Is there an easy to way to know when baby is ready for solids? Well, every child is unique, so there are no definite timetables. Always follow a recommended diet from your pediatrician or health care provider to provide a fully balanced diet to meet your baby’s nutritional requirements. Many doctors recommend beginning solids at six months.

Typical signs that indicate your baby is ready for solids include:

  • The ability to sit without help
  • Active interest in food that others are eating, watches people eat
  • Does not use tongue to push solids or spoon out of mouth
  • The ability to signal she wants to be fed or has had enough to eat
Here are some general guidelines for when starting solid foods:
  • Consult with your pediatrician or health care provider if you have any questions concerning introducing foods.
  • Breast milk or fortified formula should be continued until the first birthday.
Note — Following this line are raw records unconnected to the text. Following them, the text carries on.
//! Strict-schema translation for structured outputs
//!
//! Vendor structured-output modes reject open-ended schemas, so the
//! document's schema is rewritten before it is sent: every property becomes
//! nullable (the model must emit the key, null when absent), every object
//! level requires all of its keys and forbids additional properties.

use serde_json::{json, Map, Value};

/// Rewrite an object schema into the strict shape structured outputs accept.
pub fn to_strict_schema(schema: &Value) -> Value {
    let mut properties = Map::new();
    let mut required = Vec::new();

    if let Some(props) = schema.get("properties").and_then(Value::as_object) {
        for (key, prop) in props {
            properties.insert(key.clone(), strict_property(prop));
            required.push(Value::String(key.clone()));
        }
    }

    json!({
        "type": "object",
        "properties": properties,
        "required": required,
        "additionalProperties": false,
    })
}

fn strict_property(prop: &Value) -> Value {
    let mut out = Map::new();
    if let Some(description) = prop.get("description") {
        out.insert("description".to_string(), description.clone());
    }

    // Enumerations are loosened to plain strings; strict mode rejects
    // nullable enums and predictions are compared by value anyway.
    let has_enum = prop
        .get("enum")
        .and_then(Value::as_array)
        .is_some_and(|variants| !variants.is_empty());
    if has_enum {
        out.insert("type".to_string(), json!(["string", "null"]));
        return Value::Object(out);
    }

    match prop.get("type").and_then(Value::as_str) {
        Some("object") => {
            let nested = to_strict_schema(prop);
            if let Value::Object(nested) = nested {
                for (key, value) in nested {
                    out.insert(key, value);
                }
            }
            out.insert("type".to_string(), json!(["object", "null"]));
        }
        Some("array") => {
            let items = prop.get("items").cloned().unwrap_or_else(|| json!({}));
            let item_schema = if items.get("type").and_then(Value::as_str) == Some("object") {
                to_strict_schema(&items)
            } else {
                json!({"type": [simple_type(&items), "null"]})
            };
            out.insert("type".to_string(), json!(["array", "null"]));
            out.insert("items".to_string(), item_schema);
        }
        other => {
            out.insert("type".to_string(), json!([simple_name(other), "null"]));
        }
    }

    Value::Object(out)
}

fn simple_type(schema: &Value) -> &'static str {
    simple_name(schema.get("type").and_then(Value::as_str))
}

fn simple_name(type_name: Option<&str>) -> &'static str {
    match type_name {
        Some("string") => "string",
        Some("number") => "number",
        Some("integer") => "integer",
        Some("boolean") => "boolean",
        // Strict mode cannot express "any"; fall back to string
        _ => "string",
    }
}
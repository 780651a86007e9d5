//! OCR Benchmark
//!
//! Benchmarks OCR and structured-extraction pipelines: each configured model
//! (an OCR step, an optional JSON-extraction step, or direct image-to-JSON
//! extraction) is run over a set of documents with known ground truth, and
//! the predicted JSON is scored against the expected output with the
//! `json-accuracy` engine.
//!
//! # Example
//!
//! ```no_run
//! use ocr_benchmark::{
//!     config::Config,
//!     dataset::load_documents,
//!     runner::{Executor, ExecutorConfig},
//! };
//!
//! #[tokio::main]
//! async fn main() {
//!     let config = Config::load_or_default();
//!     let documents = load_documents(&config.benchmark.data_dir).unwrap();
//!
//!     let executor = Executor::new(ExecutorConfig::from_config(&config));
//!     let results = executor.run(&config.models, &documents).await;
//!
//!     ocr_benchmark::reporting::print_summary(&results);
//! }
//! ```

pub mod config;
pub mod dataset;
pub mod providers;
pub mod reporting;
pub mod runner;

/// Prelude module for common imports
pub mod prelude {
    pub use crate::config::{Config, ConfigError, ModelSpec};
    pub use crate::dataset::{
        load_documents, BenchmarkResult, Document, DocumentMetadata, ExtractionResult,
        StageUsage, Usage,
    };
    pub use crate::providers::{
        get_model_provider, GeminiProvider, ModelProvider, OpenAiProvider, ProviderError,
        ProviderResult,
    };
    pub use crate::reporting::{list_runs, load_run, print_summary, write_results};
    pub use crate::runner::{Executor, ExecutorConfig};
    pub use json_accuracy::{calculate_json_accuracy, AccuracyResult, DiffStats};
}
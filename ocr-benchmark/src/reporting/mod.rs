//! Results persistence and report loading

use std::io;
use std::path::{Path, PathBuf};

use chrono::NaiveDateTime;
use indexmap::IndexMap;
use serde::{Deserialize, Serialize};

use crate::dataset::BenchmarkResult;

/// Folder-name timestamp format of a benchmark run
pub const RUN_TIMESTAMP_FORMAT: &str = "%Y-%m-%d-%H-%M-%S";

/// Create `results_dir/<run_id>/` and return it
pub fn create_run_folder<P: AsRef<Path>>(results_dir: P, run_id: &str) -> io::Result<PathBuf> {
    let folder = results_dir.as_ref().join(run_id);
    std::fs::create_dir_all(&folder)?;
    Ok(folder)
}

/// Write the run's records as pretty-printed JSON
pub fn write_results<P: AsRef<Path>>(path: P, results: &[BenchmarkResult]) -> io::Result<()> {
    if let Some(parent) = path.as_ref().parent() {
        std::fs::create_dir_all(parent)?;
    }
    let json = serde_json::to_string_pretty(results)
        .map_err(|e| io::Error::new(io::ErrorKind::InvalidData, e))?;
    std::fs::write(path, json)
}

/// Metadata of one persisted benchmark run
#[derive(Debug, Clone, Serialize, Deserialize)]
pub struct RunMetadata {
    /// Folder name, e.g. "2025-11-04-09-30-00"
    pub timestamp: String,
    pub status: String,
    pub created_at: Option<String>,
}

/// Enumerate persisted runs, newest first. A run is any folder under
/// `results_dir` containing a `results.json`.
pub fn list_runs<P: AsRef<Path>>(results_dir: P) -> Vec<RunMetadata> {
    let Ok(entries) = std::fs::read_dir(results_dir.as_ref()) else {
        return Vec::new();
    };

    let mut runs: Vec<RunMetadata> = entries
        .filter_map(|entry| entry.ok())
        .map(|entry| entry.path())
        .filter(|path| path.is_dir() && path.join("results.json").is_file())
        .filter_map(|path| {
            let timestamp = path.file_name()?.to_str()?.to_string();
            let created_at = format_timestamp(&timestamp);
            Some(RunMetadata {
                timestamp,
                status: "completed".to_string(),
                created_at,
            })
        })
        .collect();

    runs.sort_by(|a, b| b.timestamp.cmp(&a.timestamp));
    runs
}

/// Load every record of one run
pub fn load_run<P: AsRef<Path>>(results_dir: P, timestamp: &str) -> io::Result<Vec<BenchmarkResult>> {
    let path = results_dir.as_ref().join(timestamp).join("results.json");
    let content = std::fs::read_to_string(path)?;
    serde_json::from_str(&content).map_err(|e| io::Error::new(io::ErrorKind::InvalidData, e))
}

/// Load a single record of one run by position
pub fn load_result<P: AsRef<Path>>(
    results_dir: P,
    timestamp: &str,
    index: usize,
) -> io::Result<Option<BenchmarkResult>> {
    let mut results = load_run(results_dir, timestamp)?;
    if index < results.len() {
        Ok(Some(results.swap_remove(index)))
    } else {
        Ok(None)
    }
}

/// Render a folder-name timestamp human-readable, or `None` when the folder
/// name is not a run timestamp
pub fn format_timestamp(timestamp: &str) -> Option<String> {
    NaiveDateTime::parse_from_str(timestamp, RUN_TIMESTAMP_FORMAT)
        .ok()
        .map(|t| t.format("%Y-%m-%d %H:%M:%S").to_string())
}

/// Aggregate figures for one model pipeline
#[derive(Debug, Clone, Default, Serialize)]
pub struct ModelSummary {
    pub documents: usize,
    pub failures: usize,
    pub scored: usize,
    pub mean_accuracy: Option<f64>,
    pub total_cost: Option<f64>,
}

/// Aggregate results per model pipeline, in first-seen order
pub fn summarize(results: &[BenchmarkResult]) -> IndexMap<String, ModelSummary> {
    let mut accuracy_sums: IndexMap<String, f64> = IndexMap::new();
    let mut summaries: IndexMap<String, ModelSummary> = IndexMap::new();

    for result in results {
        let label = result.model_label();
        let summary = summaries.entry(label.clone()).or_default();
        summary.documents += 1;
        if result.error.is_some() {
            summary.failures += 1;
        }
        if let Some(score) = result.json_accuracy {
            summary.scored += 1;
            *accuracy_sums.entry(label.clone()).or_insert(0.0) += score;
        }
        if let Some(usage) = &result.usage {
            let cost: f64 = [&usage.ocr, &usage.extraction]
                .into_iter()
                .flatten()
                .filter_map(|u| u.total_cost)
                .sum();
            if cost > 0.0 {
                *summary.total_cost.get_or_insert(0.0) += cost;
            }
        }
    }

    for (label, summary) in summaries.iter_mut() {
        if summary.scored > 0 {
            summary.mean_accuracy = Some(accuracy_sums[label] / summary.scored as f64);
        }
    }

    summaries
}

/// Print a console report of the run
pub fn print_summary(results: &[BenchmarkResult]) {
    println!("\n=== OCR Benchmark Results ===\n");
    println!("Records: {}\n", results.len());
    println!(
        "{:<45} {:>6} {:>8} {:>10} {:>10}",
        "Model", "docs", "errors", "accuracy", "cost"
    );
    println!("{:-<82}", "");

    for (label, summary) in summarize(results) {
        let accuracy = summary
            .mean_accuracy
            .map(|a| format!("{:.4}", a))
            .unwrap_or_else(|| "-".to_string());
        let cost = summary
            .total_cost
            .map(|c| format!("${:.4}", c))
            .unwrap_or_else(|| "-".to_string());
        println!(
            "{:<45} {:>6} {:>8} {:>10} {:>10}",
            label, summary.documents, summary.failures, accuracy, cost
        );
    }

    println!("\n{:=<82}", "");
}

#[cfg(test)]
mod tests {
    use super::*;
    use serde_json::json;

    use crate::config::ModelSpec;
    use crate::dataset::Document;

    fn result(ocr: &str, score: Option<f64>, error: Option<&str>) -> BenchmarkResult {
        let spec = ModelSpec {
            ocr: ocr.to_string(),
            extraction: Some(ocr.to_string()),
            direct_image_extraction: false,
        };
        let doc: Document = serde_json::from_value(json!({
            "imageUrl": "doc.png",
            "jsonSchema": {},
            "trueJsonOutput": {},
            "trueMarkdownOutput": "",
        }))
        .unwrap();

        let mut record = BenchmarkResult::new(&spec, &doc);
        record.json_accuracy = score;
        record.error = error.map(str::to_string);
        record
    }

    #[test]
    fn write_and_load_round_trip() {
        let dir = tempfile::tempdir().unwrap();
        let folder = create_run_folder(dir.path(), "2025-11-04-09-30-00").unwrap();
        let results = vec![result("gpt-4o", Some(0.75), None)];

        write_results(folder.join("results.json"), &results).unwrap();

        let loaded = load_run(dir.path(), "2025-11-04-09-30-00").unwrap();
        assert_eq!(loaded.len(), 1);
        assert_eq!(loaded[0].json_accuracy, Some(0.75));
        assert_eq!(loaded[0].ocr_model, "gpt-4o");

        let single = load_result(dir.path(), "2025-11-04-09-30-00", 0).unwrap();
        assert!(single.is_some());
        let missing = load_result(dir.path(), "2025-11-04-09-30-00", 5).unwrap();
        assert!(missing.is_none());
    }

    #[test]
    fn runs_list_newest_first() {
        let dir = tempfile::tempdir().unwrap();
        for run_id in ["2025-11-01-10-00-00", "2025-11-03-10-00-00", "2025-11-02-10-00-00"] {
            let folder = create_run_folder(dir.path(), run_id).unwrap();
            write_results(folder.join("results.json"), &[]).unwrap();
        }
        // folder without results.json is not a run
        std::fs::create_dir(dir.path().join("scratch")).unwrap();

        let runs = list_runs(dir.path());
        let timestamps: Vec<&str> = runs.iter().map(|r| r.timestamp.as_str()).collect();
        assert_eq!(
            timestamps,
            ["2025-11-03-10-00-00", "2025-11-02-10-00-00", "2025-11-01-10-00-00"]
        );
        assert_eq!(runs[0].created_at.as_deref(), Some("2025-11-03 10:00:00"));
    }

    #[test]
    fn timestamps_format_or_pass() {
        assert_eq!(
            format_timestamp("2025-11-04-09-30-00").as_deref(),
            Some("2025-11-04 09:30:00")
        );
        assert_eq!(format_timestamp("not-a-timestamp"), None);
    }

    #[test]
    fn summaries_aggregate_per_model() {
        let results = vec![
            result("gpt-4o", Some(1.0), None),
            result("gpt-4o", Some(0.5), None),
            result("gpt-4o", None, Some("timeout")),
            result("gemini-2.0-flash-001", Some(0.8), None),
        ];

        let summaries = summarize(&results);
        assert_eq!(summaries.len(), 2);

        let gpt = &summaries["gpt-4o -> gpt-4o"];
        assert_eq!(gpt.documents, 3);
        assert_eq!(gpt.failures, 1);
        assert_eq!(gpt.scored, 2);
        assert_eq!(gpt.mean_accuracy, Some(0.75));

        let gemini = &summaries["gemini-2.0-flash-001 -> gemini-2.0-flash-001"];
        assert_eq!(gemini.documents, 1);
        assert_eq!(gemini.mean_accuracy, Some(0.8));
    }
}
//! Per-model token pricing and usage assembly

use crate::dataset::Usage;

/// Which side of a call the tokens belong to
#[derive(Debug, Clone, Copy, PartialEq, Eq)]
pub enum TokenKind {
    Input,
    Output,
}

/// $ per 1M tokens, (model, input, output). Prices move; unknown models cost
/// `None` rather than failing the run.
const TOKEN_COST: &[(&str, f64, f64)] = &[
    ("chatgpt-4o-latest", 2.5, 10.0),
    ("gemini-1.5-flash", 0.075, 0.3),
    ("gemini-1.5-pro", 1.25, 5.0),
    ("gemini-2.0-flash", 0.1, 0.4),
    ("gemini-2.0-flash-001", 0.1, 0.4),
    ("gemini-2.5-flash", 0.3, 2.5),
    ("gemini-2.5-pro", 1.25, 10.0),
    ("gpt-4.1", 2.0, 8.0),
    ("gpt-4.1-mini", 0.4, 1.6),
    ("gpt-4.1-nano", 0.1, 0.4),
    ("gpt-4o", 2.5, 10.0),
    ("gpt-4o-2024-11-20", 2.5, 10.0),
    ("gpt-4o-mini", 0.15, 0.6),
    ("gpt-5", 1.25, 10.0),
    ("o1", 15.0, 60.0),
    ("o1-mini", 1.1, 4.4),
    ("o3-mini", 1.1, 4.4),
    ("o4-mini", 1.1, 4.4),
];

/// Dollar cost for `tokens` tokens of `kind` on `model`, or `None` when the
/// model is not in the price table.
pub fn token_cost(model: &str, kind: TokenKind, tokens: u64) -> Option<f64> {
    let (_, input, output) = TOKEN_COST.iter().find(|(name, _, _)| *name == model)?;
    let per_million = match kind {
        TokenKind::Input => *input,
        TokenKind::Output => *output,
    };
    Some(per_million * tokens as f64 / 1_000_000.0)
}

/// Assemble the usage record for one provider call, pricing both sides when
/// the model is known.
pub fn build_usage(model: &str, duration: f64, input_tokens: u64, output_tokens: u64) -> Usage {
    let input_cost = token_cost(model, TokenKind::Input, input_tokens);
    let output_cost = token_cost(model, TokenKind::Output, output_tokens);
    let total_cost = match (input_cost, output_cost) {
        (Some(i), Some(o)) => Some(i + o),
        _ => None,
    };

    Usage {
        duration,
        input_tokens,
        output_tokens,
        total_tokens: input_tokens + output_tokens,
        input_cost,
        output_cost,
        total_cost,
    }
}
Cow’s milk should not be introduced until the baby is at least one year of age.
  • Always check with your doctor or health care provider if you think your baby is not eating enough of the right foods.
  • Use a high chair or infant specific chair when feeding your baby.  If your baby is sitting is upright, he is less likely to choke.
  • Never leave your baby unattended when eating.  If possible, feed baby with the family.  This will get your child on a regular feeding schedule and enjoying a familiar routine.
  • Juice should be given after regular fruit has been introduced.  Try waiting until 10 months of age.  Juice intake should be limited to 4-6 ounces/day for children 1 to 6 years of age.
  • Do not get discouraged.  Children’s appetites and tastes are finicky and change throughout development.